Obnoxio the Clown is a character appearing in American comic books published by Marvel Comics. The character appears in the humor magazine Crazy and served as its mascot. He was created by Larry Hama.

Character
Obnoxio was portrayed as a slovenly, vulgar, cigar-puffing middle-aged man in a torn and dirty clown suit, with a dyspeptic and cynical attitude.

Background
Larry Hama created Obnoxio immediately after he became the editor of Crazy. He explained, "I thought the old mascot was too 'nebbishy.' I wanted someone proactive, and somebody who actually had a voice, unlike all the other humor magazine mascots." The character's face was modeled from Al Milgrom.

Artist Alan Kupperberg, who would become heavily associated with the character, recounted, "Obnoxio's first appearance was in a one-panel illustration to accompany a subscription ad in Crazy, written by Larry and calling for likenesses of P. T. Barnum and Marcy Tweed among others. This was right up my alley, so I pulled the reference and really went to town, doing a very nice half-tone illo. I think the piece impressed Larry quite a bit, because if my memory is correct, Larry left me strictly alone on anything and everything Obnoxio the Clown-related." Most of the Obnoxio features were written by Virgil Diamond, who according to Hama "was a high school English teacher in Brooklyn. I heard from him a few years ago when he retired. He really labored on those pages and was constantly fussing with them."

In other media

Comic books
Obnoxio the Clown appeared in a number of single-page gags in What If? #34 (August 1982).

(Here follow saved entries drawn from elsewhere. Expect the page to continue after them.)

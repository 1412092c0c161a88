//! Background query thread
//!
//! Single consumer of the query queue with the same bounded-timeout pop
//! discipline as the indexer. The store mutex is held only around the
//! engine call; result delivery happens after release.

use std::sync::Arc;
use std::sync::atomic::{AtomicBool, Ordering};
use std::time::Duration;

use crossbeam_channel::{Receiver, RecvTimeoutError};

use crate::protocol::WorkerEvent;
use crate::types::QueryRequest;

use super::EventSink;
use super::store::IndexStore;

pub(crate) struct Searcher {
    pub(crate) store: Arc<IndexStore>,
    pub(crate) queries: Receiver<QueryRequest>,
    pub(crate) events: EventSink,
    pub(crate) keep_going: Arc<AtomicBool>,
    pub(crate) poll: Duration,
}

impl Searcher {
    pub(crate) fn run(self) {
        tracing::debug!("searcher thread started");
        while self.keep_going.load(Ordering::Acquire) {
            match self.queries.recv_timeout(self.poll) {
                Ok(request) => self.execute(request),
                Err(RecvTimeoutError::Timeout) => {}
                Err(RecvTimeoutError::Disconnected) => break,
            }
        }
        tracing::debug!("searcher thread stopped");
    }

    fn execute(&self, request: QueryRequest) {
        // Empty or unparsable queries and an unopened store all come back
        // as zero hits from the store.
        let hits = self.store.search(&request.text, request.limit);
        tracing::debug!(query = %request.text, hits = hits.len(), "query executed");
        self.events.send(&WorkerEvent::Results {
            query: request.text,
            hits,
        });
    }
}
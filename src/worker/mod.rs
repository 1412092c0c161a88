//! Worker-process internals: supervisor, index store, indexer, searcher
//!
//! The [`WorkerHost`] owns everything that lives inside the worker
//! process. It builds the provider registry and the (initially unopened)
//! index store, starts the indexer and searcher threads, and then runs
//! the command-receive loop until `quit` or end-of-stream. Commands
//! either act synchronously (`init_database`) or push onto one of the two
//! single-consumer queues (`index`, `search`).

mod errors;
mod indexer;
mod schema;
mod searcher;
mod store;

pub use errors::{IndexError, IndexResult};
pub use indexer::index_document;
pub use schema::{BODY_TOKENIZER, DocSchema};
pub use store::{DocumentEntry, IndexStore};

use std::io::{BufRead, ErrorKind, Write};
use std::sync::Arc;
use std::sync::atomic::{AtomicBool, Ordering};
use std::thread::JoinHandle;

use parking_lot::Mutex;

use crate::config::WorkerConfig;
use crate::protocol::{Command, PROTOCOL_VERSION, WorkerEvent};
use crate::provider::ProviderRegistry;
use crate::types::QueryRequest;

/// Shared, thread-safe writer for the outbound event stream. Both worker
/// threads and the command loop report through the same sink; the mutex
/// keeps event lines from interleaving.
#[derive(Clone)]
pub struct EventSink {
    inner: Arc<Mutex<Box<dyn Write + Send>>>,
}

impl EventSink {
    pub fn new(writer: impl Write + Send + 'static) -> Self {
        Self {
            inner: Arc::new(Mutex::new(Box::new(writer))),
        }
    }

    /// Write one event line. Send failures are logged, not propagated;
    /// losing an event must never take down a worker thread.
    pub fn send(&self, event: &WorkerEvent) {
        let line = match event.encode() {
            Ok(line) => line,
            Err(e) => {
                tracing::error!(error = %e, "failed to encode worker event");
                return;
            }
        };
        let mut writer = self.inner.lock();
        if let Err(e) = writeln!(writer, "{line}").and_then(|()| writer.flush()) {
            tracing::warn!(error = %e, "failed to write event to channel");
        }
    }
}

/// The worker-side supervisor.
pub struct WorkerHost {
    config: WorkerConfig,
    store: Arc<IndexStore>,
    registry: Arc<ProviderRegistry>,
}

impl WorkerHost {
    #[must_use]
    pub fn new(config: WorkerConfig) -> Self {
        let store = Arc::new(IndexStore::new(config.writer_memory_budget));
        let registry = Arc::new(ProviderRegistry::with_defaults());
        Self {
            config,
            store,
            registry,
        }
    }

    /// The shared index store; exposed so embedding callers and tests can
    /// observe indexing progress.
    #[must_use]
    pub fn store(&self) -> Arc<IndexStore> {
        Arc::clone(&self.store)
    }

    /// Run the command-receive loop until `quit` or end-of-stream, then
    /// tear down. `input` carries protocol commands; `output` carries the
    /// JSON event stream.
    pub fn run<R, W>(&self, mut input: R, output: W) -> anyhow::Result<()>
    where
        R: BufRead,
        W: Write + Send + 'static,
    {
        let events = EventSink::new(output);
        let keep_going = Arc::new(AtomicBool::new(true));

        let (documents_tx, documents_rx) = crossbeam_channel::unbounded();
        let (queries_tx, queries_rx) = crossbeam_channel::unbounded();

        let indexer = indexer::Indexer {
            store: Arc::clone(&self.store),
            registry: Arc::clone(&self.registry),
            documents: documents_rx,
            events: events.clone(),
            keep_going: Arc::clone(&keep_going),
            poll: self.config.queue_poll,
        };
        let indexer_thread = std::thread::Builder::new()
            .name("indexer".into())
            .spawn(move || indexer.run())?;

        let searcher = searcher::Searcher {
            store: Arc::clone(&self.store),
            queries: queries_rx,
            events: events.clone(),
            keep_going: Arc::clone(&keep_going),
            poll: self.config.queue_poll,
        };
        let searcher_thread = std::thread::Builder::new()
            .name("searcher".into())
            .spawn(move || searcher.run())?;

        events.send(&WorkerEvent::Ready {
            version: PROTOCOL_VERSION,
        });
        tracing::info!(version = PROTOCOL_VERSION, "worker ready");

        let mut line = String::new();
        loop {
            line.clear();
            match input.read_line(&mut line) {
                Ok(0) => {
                    tracing::info!("command channel closed by peer");
                    break;
                }
                Ok(_) => {
                    let trimmed = line.trim();
                    if trimmed.is_empty() {
                        continue;
                    }
                    match Command::parse(trimmed) {
                        Ok(Command::Quit) => {
                            tracing::info!("quit command received");
                            break;
                        }
                        Ok(command) => self.dispatch(command, &documents_tx, &queries_tx, &events),
                        Err(e) => {
                            // Malformed commands never kill the loop.
                            tracing::warn!(line = %trimmed, error = %e, "ignoring malformed command");
                        }
                    }
                }
                Err(e) if e.kind() == ErrorKind::InvalidData => {
                    tracing::warn!(error = %e, "ignoring undecodable command line");
                }
                Err(e) => {
                    tracing::error!(error = %e, "command channel read failed");
                    break;
                }
            }
        }

        self.teardown(
            &keep_going,
            documents_tx,
            queries_tx,
            indexer_thread,
            searcher_thread,
            &events,
        );
        Ok(())
    }

    fn dispatch(
        &self,
        command: Command,
        documents_tx: &crossbeam_channel::Sender<crate::types::DocumentRef>,
        queries_tx: &crossbeam_channel::Sender<QueryRequest>,
        events: &EventSink,
    ) {
        match command {
            Command::InitDatabase { path } => {
                // Synchronous by design; index/search for this campaign
                // are only meaningful once this has completed.
                if let Err(e) = self.store.open(&path) {
                    tracing::error!(path = ?path, error = %e, "init_database failed");
                    events.send(&WorkerEvent::Error {
                        message: e.to_string(),
                    });
                }
            }
            Command::Index(doc) => {
                if documents_tx.send(doc).is_err() {
                    tracing::warn!("indexer queue is gone; dropping index request");
                }
            }
            Command::Search { terms, limit } => {
                let request = QueryRequest {
                    text: terms.join(" "),
                    limit,
                };
                if queries_tx.send(request).is_err() {
                    tracing::warn!("searcher queue is gone; dropping query");
                }
            }
            Command::Ack => events.send(&WorkerEvent::Ack),
            // Quit is handled by the receive loop before dispatch.
            Command::Quit => {}
        }
    }

    /// Fault-isolated teardown: every step runs even if an earlier one
    /// fails, so a stuck commit can't leak threads and a panicked thread
    /// can't leave the index without its final commit.
    fn teardown(
        &self,
        keep_going: &AtomicBool,
        documents_tx: crossbeam_channel::Sender<crate::types::DocumentRef>,
        queries_tx: crossbeam_channel::Sender<QueryRequest>,
        indexer_thread: JoinHandle<()>,
        searcher_thread: JoinHandle<()>,
        events: &EventSink,
    ) {
        tracing::info!("worker shutting down");
        keep_going.store(false, Ordering::Release);

        // Disconnect the queues so blocked pops return immediately; the
        // threads otherwise notice the flag within one poll interval.
        drop(documents_tx);
        drop(queries_tx);

        for (name, handle) in [("indexer", indexer_thread), ("searcher", searcher_thread)] {
            if handle.join().is_err() {
                tracing::error!(thread = name, "worker thread panicked during shutdown");
            }
        }

        if let Err(e) = self.store.close() {
            tracing::error!(error = %e, "closing index store failed");
        }

        events.send(&WorkerEvent::Bye);
        tracing::info!("worker shutdown complete");
    }
}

Marvel also published a one-shot Obnoxio the Clown (titled Obnoxio the Clown vs. the X-Men on the cover) comic book in April 1983, despite the fact that Crazy had already been cancelled. The plot centered on Obnoxio the Clown as a villain and unlikely ally of the X-Men. He and the group, at the X-Mansion, 'team-up' against Eye Scream, a villain who can transform into various types of ice cream.

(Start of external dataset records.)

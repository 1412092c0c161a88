//! In-process worker host driven over real pipes
//!
//! These tests run the full command loop, indexer thread, and searcher
//! thread against an actual on-disk index, with the test standing in for
//! the caller side of the channel.

use std::io::{BufRead, BufReader, PipeReader, PipeWriter, Write};
use std::thread::JoinHandle;

use loreseek::config::WorkerConfig;
use loreseek::protocol::{Command, PROTOCOL_VERSION, WorkerEvent};
use loreseek::types::DocumentRef;
use loreseek::worker::WorkerHost;

struct Harness {
    commands: PipeWriter,
    events: BufReader<PipeReader>,
    host_thread: JoinHandle<anyhow::Result<()>>,
}

impl Harness {
    fn start() -> Self {
        let (command_rx, commands) = std::io::pipe().unwrap();
        let (event_rx, event_tx) = std::io::pipe().unwrap();

        let host_thread = std::thread::spawn(move || {
            let host = WorkerHost::new(WorkerConfig::default());
            host.run(BufReader::new(command_rx), event_tx)
        });

        let mut harness = Self {
            commands,
            events: BufReader::new(event_rx),
            host_thread,
        };
        assert_eq!(
            harness.next_event(),
            WorkerEvent::Ready {
                version: PROTOCOL_VERSION
            }
        );
        harness
    }

    fn send(&mut self, command: &Command) {
        self.send_raw(&command.encode());
    }

    fn send_raw(&mut self, line: &str) {
        writeln!(self.commands, "{line}").unwrap();
        self.commands.flush().unwrap();
    }

    fn next_event(&mut self) -> WorkerEvent {
        let mut line = String::new();
        let n = self.events.read_line(&mut line).unwrap();
        assert_ne!(n, 0, "event channel closed unexpectedly");
        WorkerEvent::parse(&line).unwrap()
    }

    /// Send `quit`, expect `bye`, and join the host thread.
    fn finish(mut self) {
        self.send(&Command::Quit);
        assert_eq!(self.next_event(), WorkerEvent::Bye);
        self.host_thread.join().unwrap().unwrap();
    }
}

#[test]
fn host_announces_ready_and_obeys_quit() {
    // Harness::start already asserts the ready handshake.
    Harness::start().finish();
}

#[test]
fn host_exits_cleanly_on_command_channel_eof() {
    let Harness {
        commands,
        mut events,
        host_thread,
    } = Harness::start();
    drop(commands);

    let mut line = String::new();
    assert_ne!(events.read_line(&mut line).unwrap(), 0);
    assert_eq!(WorkerEvent::parse(&line).unwrap(), WorkerEvent::Bye);
    host_thread.join().unwrap().unwrap();
}

#[test]
fn index_then_search_end_to_end() {
    let index_dir = tempfile::TempDir::new().unwrap();
    let mut note = tempfile::NamedTempFile::with_suffix(".txt").unwrap();
    writeln!(note, "the party met a beholder beneath the ruined keep").unwrap();

    let mut harness = Harness::start();
    harness.send(&Command::InitDatabase {
        path: index_dir.path().to_path_buf(),
    });

    let doc = DocumentRef::new(note.path().to_string_lossy(), "plaintext");
    harness.send(&Command::Index(doc.clone()));
    assert_eq!(
        harness.next_event(),
        WorkerEvent::Indexed {
            doc_id: doc.id.to_string()
        }
    );

    // The indexed event is emitted after the commit, so the query below
    // is guaranteed to see the document.
    harness.send(&Command::Search {
        terms: vec!["beholder".into()],
        limit: 10,
    });
    match harness.next_event() {
        WorkerEvent::Results { query, hits } => {
            assert_eq!(query, "beholder");
            assert_eq!(hits.len(), 1);
            assert_eq!(hits[0].doc_id, doc.id.to_string());
            assert_eq!(hits[0].kind, "plaintext");
        }
        other => panic!("expected results, got {other:?}"),
    }

    harness.send(&Command::Search {
        terms: vec!["tarrasque".into()],
        limit: 10,
    });
    match harness.next_event() {
        WorkerEvent::Results { hits, .. } => assert!(hits.is_empty()),
        other => panic!("expected results, got {other:?}"),
    }

    harness.finish();
}

#[test]
fn per_query_limit_from_the_wire_caps_results() {
    let index_dir = tempfile::TempDir::new().unwrap();
    let mut harness = Harness::start();
    harness.send(&Command::InitDatabase {
        path: index_dir.path().to_path_buf(),
    });

    let mut notes = Vec::new();
    for i in 0..3 {
        let mut note = tempfile::NamedTempFile::with_suffix(".txt").unwrap();
        writeln!(note, "dragon sighting number {i}").unwrap();
        let doc = DocumentRef::new(note.path().to_string_lossy(), "plaintext");
        harness.send(&Command::Index(doc.clone()));
        assert_eq!(
            harness.next_event(),
            WorkerEvent::Indexed {
                doc_id: doc.id.to_string()
            }
        );
        notes.push(note);
    }

    // Three matching documents, limit of two.
    harness.send(&Command::Search {
        terms: vec!["dragon".into()],
        limit: 2,
    });
    match harness.next_event() {
        WorkerEvent::Results { hits, .. } => assert_eq!(hits.len(), 2),
        other => panic!("expected results, got {other:?}"),
    }

    harness.finish();
}

#[test]
fn teardown_completes_even_when_the_final_commit_fails() {
    let index_dir = tempfile::TempDir::new().unwrap();
    let mut note = tempfile::NamedTempFile::with_suffix(".txt").unwrap();
    writeln!(note, "doomed session notes").unwrap();

    let mut harness = Harness::start();
    harness.send(&Command::InitDatabase {
        path: index_dir.path().to_path_buf(),
    });
    let doc = DocumentRef::new(note.path().to_string_lossy(), "plaintext");
    harness.send(&Command::Index(doc.clone()));
    assert_eq!(
        harness.next_event(),
        WorkerEvent::Indexed {
            doc_id: doc.id.to_string()
        }
    );

    // Yank the index directory out from under the open store so the
    // closing commit has nowhere to write. Teardown must still join the
    // worker threads and deliver the farewell.
    std::fs::remove_dir_all(index_dir.path()).unwrap();

    harness.finish();
}

#[test]
fn malformed_commands_never_kill_the_loop() {
    let mut harness = Harness::start();
    harness.send_raw("frobnicate all the things");
    harness.send_raw("index only-two-tokens");
    harness.send_raw("");

    // The loop is still alive and answering.
    harness.send(&Command::Ack);
    assert_eq!(harness.next_event(), WorkerEvent::Ack);
    harness.finish();
}

#[test]
fn document_with_unknown_kind_is_dropped() {
    let index_dir = tempfile::TempDir::new().unwrap();
    let mut harness = Harness::start();
    harness.send(&Command::InitDatabase {
        path: index_dir.path().to_path_buf(),
    });

    let doc = DocumentRef::new("/maps/barovia.svg", "hologram");
    harness.send(&Command::Index(doc.clone()));
    match harness.next_event() {
        WorkerEvent::Dropped { doc_id, reason } => {
            assert_eq!(doc_id, doc.id.to_string());
            assert!(reason.contains("hologram"), "reason was: {reason}");
        }
        other => panic!("expected dropped, got {other:?}"),
    }

    harness.finish();
}

#[test]
fn unopenable_index_path_reports_an_error_event() {
    // A regular file where the index directory should go.
    let blocker = tempfile::NamedTempFile::new().unwrap();

    let mut harness = Harness::start();
    harness.send(&Command::InitDatabase {
        path: blocker.path().to_path_buf(),
    });
    match harness.next_event() {
        WorkerEvent::Error { message } => {
            assert!(message.contains("failed to open index"), "message: {message}");
        }
        other => panic!("expected error, got {other:?}"),
    }

    // Queries still work, they just return nothing.
    harness.send(&Command::Search {
        terms: vec!["anything".into()],
        limit: 10,
    });
    match harness.next_event() {
        WorkerEvent::Results { hits, .. } => assert!(hits.is_empty()),
        other => panic!("expected results, got {other:?}"),
    }

    harness.finish();
}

The sole issue of the comic book was written, illustrated, colored, and lettered by Alan Kupperberg; in a comment which Kupperberg attributed to Peter David, and which David attributes to James Owsley, the comic was described as "Written, penciled, inked and lettered by Alan Kupperberg. Yes, it’s untouched by human hands."

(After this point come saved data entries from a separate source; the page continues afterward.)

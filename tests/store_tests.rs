//! Index store behavior: open/search/commit semantics and stemming

use loreseek::worker::{DocumentEntry, IndexStore};

fn entry(id: &str, body: &str) -> DocumentEntry {
    DocumentEntry {
        id: id.to_string(),
        locator: format!("/notes/{id}.txt"),
        kind: "plaintext".to_string(),
        body: body.to_string(),
        digest: format!("{:016x}", xxhash_rust::xxh3::xxh3_64(body.as_bytes())),
    }
}

#[test]
fn search_before_init_returns_empty_not_error() {
    let store = IndexStore::new(50_000_000);
    assert!(!store.is_open());
    assert!(store.search("dragons", 10).is_empty());
    assert_eq!(store.num_docs(), 0);
}

#[test]
fn indexed_terms_are_searchable() {
    let dir = tempfile::TempDir::new().unwrap();
    let store = IndexStore::new(50_000_000);
    store.open(dir.path()).unwrap();

    store.commit_document(&entry("doc-1", "foo bar baz")).unwrap();
    assert_eq!(store.num_docs(), 1);

    for term in ["foo", "bar", "baz"] {
        let hits = store.search(term, 10);
        assert_eq!(hits.len(), 1, "term `{term}` should match");
        assert_eq!(hits[0].doc_id, "doc-1");
        assert_eq!(hits[0].kind, "plaintext");
        assert_eq!(hits[0].excerpt, "foo bar baz");
    }
    assert!(store.search("qux", 10).is_empty());
}

#[test]
fn stemming_matches_morphological_variants() {
    let dir = tempfile::TempDir::new().unwrap();
    let store = IndexStore::new(50_000_000);
    store.open(dir.path()).unwrap();

    store
        .commit_document(&entry("doc-1", "the dragons guard their lairs"))
        .unwrap();

    // Singular query, plural document, and vice versa.
    assert_eq!(store.search("dragon", 10).len(), 1);
    assert_eq!(store.search("lair", 10).len(), 1);
    assert_eq!(store.search("DRAGONS", 10).len(), 1);
}

#[test]
fn recommitting_the_same_id_replaces_the_posting() {
    let dir = tempfile::TempDir::new().unwrap();
    let store = IndexStore::new(50_000_000);
    store.open(dir.path()).unwrap();

    store.commit_document(&entry("doc-1", "old goblin notes")).unwrap();
    store.commit_document(&entry("doc-1", "new dragon notes")).unwrap();

    assert_eq!(store.num_docs(), 1);
    assert!(store.search("goblin", 10).is_empty());
    assert_eq!(store.search("dragon", 10).len(), 1);
}

#[test]
fn unparsable_query_returns_empty_not_error() {
    let dir = tempfile::TempDir::new().unwrap();
    let store = IndexStore::new(50_000_000);
    store.open(dir.path()).unwrap();
    store.commit_document(&entry("doc-1", "foo")).unwrap();

    // Unbalanced quote is a parser error inside the engine.
    assert!(store.search("\"unterminated", 10).is_empty());
}

#[test]
fn reopening_preserves_committed_documents() {
    let dir = tempfile::TempDir::new().unwrap();
    {
        let store = IndexStore::new(50_000_000);
        store.open(dir.path()).unwrap();
        store.commit_document(&entry("doc-1", "persistent lore")).unwrap();
        store.close().unwrap();
    }
    let store = IndexStore::new(50_000_000);
    store.open(dir.path()).unwrap();
    assert_eq!(store.num_docs(), 1);
    assert_eq!(store.search("lore", 10).len(), 1);
}

#[test]
fn reinit_swaps_to_a_different_index() {
    let dir_a = tempfile::TempDir::new().unwrap();
    let dir_b = tempfile::TempDir::new().unwrap();
    let store = IndexStore::new(50_000_000);

    store.open(dir_a.path()).unwrap();
    store.commit_document(&entry("doc-a", "ravenloft mists")).unwrap();

    store.open(dir_b.path()).unwrap();
    assert_eq!(store.num_docs(), 0);
    assert!(store.search("mists", 10).is_empty());

    // The first campaign's index is still intact on disk.
    store.open(dir_a.path()).unwrap();
    assert_eq!(store.search("mists", 10).len(), 1);
}

#[test]
fn close_is_safe_on_an_unopened_store() {
    let store = IndexStore::new(50_000_000);
    store.close().unwrap();
    store.close().unwrap();
}

#[test]
fn result_limit_caps_ranked_hits() {
    let dir = tempfile::TempDir::new().unwrap();
    let store = IndexStore::new(50_000_000);
    store.open(dir.path()).unwrap();

    for i in 0..15 {
        store
            .commit_document(&entry(&format!("doc-{i}"), "dragon sighting report"))
            .unwrap();
    }
    assert_eq!(store.num_docs(), 15);
    assert_eq!(store.search("dragon", 10).len(), 10);
}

Long after Obnoxio had disappeared from the spotlight, Marvel published two last Obnoxio the Clown stories written and drawn by Kupperberg, eight page features in What The--?! #13 (July 1991) and #24 (December 1992).

Television
Obnoxio makes a cameo appearance in the Hulk and the Agents of S.M.A.S.H. episode "Fear Itself", voiced by John DiMaggio. The Agents of S.M.A.S.H. receive old television signals including a TV show starring Obnoxio which freaks A-Bomb out. He somewhat appears later in the episode as a part of an illusion caused by Null that releases people's fears where Null unleashes this illusion on A-Bomb.

Video games
Android replicas of Obnoxio the Clown appear as enemies during the Wolverine levels in Spider-Man and the X-Men in Arcade's Revenge. Though he is not seen in the game, Obnoxio the Clown is briefly mentioned in the Facebook game Marvel: Avengers Alliance. Obnoxio the Clown is mentioned to have been murdered by the Circle of Eight.

Novel
In the alternate reality depicted in the "Doctor Doom: The Chaos Trilogy" novels, written by Steven A. Roman, Obnoxio has a popular slapstick comedy show.

References

External links
 Obnoxio the Clown - General information (blog).
 Marvel Appendix entry on Eye Scream, villain from the one-shot.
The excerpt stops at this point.